The foolishness of God is the cross of Jesus Christ; the Theology of the Cross.  What exactly is that theology, that god-talk, all about?  Well, instead of thinking that we can change God’s attitude about us by what we do, we, that is the Theologians of the Cross, see that there’s nothing we can do that changes God’s attitude toward us.  Everything we do is polluted by sin.  Yes, I did say everything.  Remember, “We are by nature sinful and unclean.”  Sinful trees produce sinful fruit.  It’s our sinful nature that only deserves God’s present and eternal punishment, and nothing else.  We can’t work our way into God’s good graces.  He doesn’t work that way.  And more importantly we can’t tell if God is happy with us by the way things look in our lives.  It’s like St. Paul says, God hides himself in weakness and foolishness.  One pastor I know says it like this:

God, Who is all-powerful, hides Himself in weakness. God, Who is all wise, hides Himself in foolishness. God, Who is living, hides Himself in death.  (Rev. Todd Wilken, the new Issues, Etc. Journal - Vol. 2, No. 1; The Theology of the Cross: Cross-Shaped Theology)

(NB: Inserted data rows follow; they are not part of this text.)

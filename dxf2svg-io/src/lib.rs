mod auditor;
mod parser;
mod reader;
pub mod svg;

use std::fs;
use std::path::{Path, PathBuf};

use dxf2svg_core::document::Document;
use thiserror::Error;
use tracing::{debug, error, info, warn};

pub use auditor::Auditor;
pub use svg::{DrawingWriter, SvgWriter};

use parser::{DxfError, DxfParser, ParseMode};

const BINARY_DXF_SENTINEL: &[u8] = b"AutoCAD Binary DXF";

#[derive(Debug, Error)]
pub enum IoError {
    #[error("unsupported feature: {0}")]
    UnsupportedFeature(String),
    #[error("failed to read file {path:?}: {source}")]
    ReadError {
        path: PathBuf,
        #[source]
        source: std::io::Error,
    },
    #[error("failed to write file {path:?}: {source}")]
    WriteError {
        path: PathBuf,
        #[source]
        source: std::io::Error,
    },
    #[error("invalid document structure: {0}")]
    InvalidDocument(String),
    #[error("无法修复 DXF 文档 {path:?}：修复后仍有 {errors} 个错误（首个：{first_error}）")]
    DocumentUnrecoverable {
        path: PathBuf,
        errors: usize,
        first_error: String,
    },
}

pub trait DocumentLoader {
    fn load(&self, path: &Path) -> Result<Document, IoError>;
}

/// DXF 文档来源：先严格解析，结构损坏时退回修复解析。
pub struct DxfFacade;

impl DxfFacade {
    pub fn new() -> Self {
        Self
    }

    /// 两阶段加载。修复解析后仍有错误时整体失败，部分修复的文档不会返回给调用方。
    pub fn load_bytes(&self, bytes: &[u8], origin: &Path) -> Result<Document, IoError> {
        if bytes.starts_with(BINARY_DXF_SENTINEL) {
            return Err(IoError::UnsupportedFeature(format!(
                "二进制 DXF（{}）",
                origin.display()
            )));
        }

        let strict_error = match self.read_strict(bytes) {
            Ok((document, auditor)) => {
                for fix in auditor.fixes() {
                    warn!(path = %origin.display(), fix = %fix, "严格解析时已自动修正");
                }
                return Ok(document);
            }
            Err(err) => err,
        };

        warn!(
            path = %origin.display(),
            error = %strict_error,
            "DXF 结构校验失败，尝试修复读取"
        );
        let (document, auditor) = self.read_recovering(bytes)?;
        for fix in auditor.fixes() {
            debug!(path = %origin.display(), fix = %fix, "修复读取已修正");
        }
        if auditor.has_errors() {
            for message in auditor.errors() {
                error!(path = %origin.display(), error = %message, "修复读取后仍存在错误");
            }
            return Err(IoError::DocumentUnrecoverable {
                path: origin.to_path_buf(),
                errors: auditor.error_count(),
                first_error: auditor.errors().first().cloned().unwrap_or_default(),
            });
        }
        info!(
            path = %origin.display(),
            fixes = auditor.fixes().len(),
            "DXF 修复读取成功"
        );
        Ok(document)
    }

    /// 严格解析：任何结构偏差或字段错误都会失败。
    pub fn read_strict(&self, bytes: &[u8]) -> Result<(Document, Auditor), IoError> {
        let source = std::str::from_utf8(bytes)
            .map_err(|err| IoError::InvalidDocument(format!("文件不是有效的 UTF-8：{err}")))?;
        DxfParser::new(source, ParseMode::Strict)
            .parse()
            .map_err(IoError::from)
    }

    /// 修复解析：尽力修正结构问题，无法修正的实体记入审计错误。
    pub fn read_recovering(&self, bytes: &[u8]) -> Result<(Document, Auditor), IoError> {
        let source = String::from_utf8_lossy(bytes);
        let mut result = DxfParser::new(&source, ParseMode::Recover)
            .parse()
            .map_err(IoError::from)?;
        if let std::borrow::Cow::Owned(_) = source {
            result.1.fix("文件包含非 UTF-8 字节，已按替换字符解码");
        }
        Ok(result)
    }
}

impl Default for DxfFacade {
    fn default() -> Self {
        Self::new()
    }
}

impl DocumentLoader for DxfFacade {
    fn load(&self, path: &Path) -> Result<Document, IoError> {
        let data = fs::read(path).map_err(|source| IoError::ReadError {
            path: path.to_path_buf(),
            source,
        })?;
        self.load_bytes(&data, path)
    }
}

impl From<DxfError> for IoError {
    fn from(err: DxfError) -> Self {
        match err {
            DxfError::Structure { message } | DxfError::Invalid { message } => {
                IoError::InvalidDocument(message)
            }
        }
    }
}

Well, that’s just not the way our nature wants God to be.  We’d have had Jesus born in a mansion.  We’d have had him march on Hell’s Doors with his multitudes of armies.  We’d have had him crush Satan’s head in an obvious, glorious way.

Ah, but we are followers of Christ.  We do bear the cross.  Jesus told the disciples not to tell anyone because they hadn’t seen the cross yet.  Peter missed it even when Jesus spoke about it plainly.   We Lift High the Cross of Jesus Christ.  Our Beautiful Savior is the one who showed us who God is by His death on the cross.   We don’t have to look at how the world is treating us to see what God thinks about us.  We haven’t and can’t please God by the things we do, but Jesus did please God once and for all.  That’s the foolishness that is so difficult for us to see and understand.  That God would send His only Son, in the flesh to suffer and die and rise again, for me… for you.  God isn’t pleased with us because of anything we do, but because of what Jesus did.  If we want to see God’s favor we look the cross.  If you want to know about your relationship to God, you don’t look at your “blessings,” instead you look at God’s promises through the cross of Jesus.

So what does the Theology of the Cross look like in your life?  Not like we’d expect.  Not like we want.  Sometimes it looks like suffering.  We get sidetracked from our hopes and dreams by some unforeseen problem.  We have to depend on other people for help.  We have to trust that God knows what He’s doing and put our lives in His hands.  God’s Word points out our sin, and we know we can’t change our lives for the better.  At the foot of Jesus’ cross we drop the burden of it.  Life is hard and we wonder where God is when we need Him.  We cling to God’s promises made by an adoption of water on our head and His Name received upon our forehead and upon our heart.  We drag our sinful nature to the Lord’s Table and God pours forgiveness into us with Jesus’ body and blood.  People want us to tell them about our faith and we don’t talk about our faith, our experiences, or our testimony, instead we tell them about Jesus.  

“I believe in Jesus Christ, His only Son our Lord, who was conceived by the Holy Spirit…”

It’s really a matter of getting ourselves out of the picture.  I’ve put on the marquee outside the church, “Cross Centered – Christ Focused.”  That’s who we are as Theologians of the Cross.  Amen.

The peace of God that passes all understanding, keep your hearts and minds in Christ Jesus. Amen.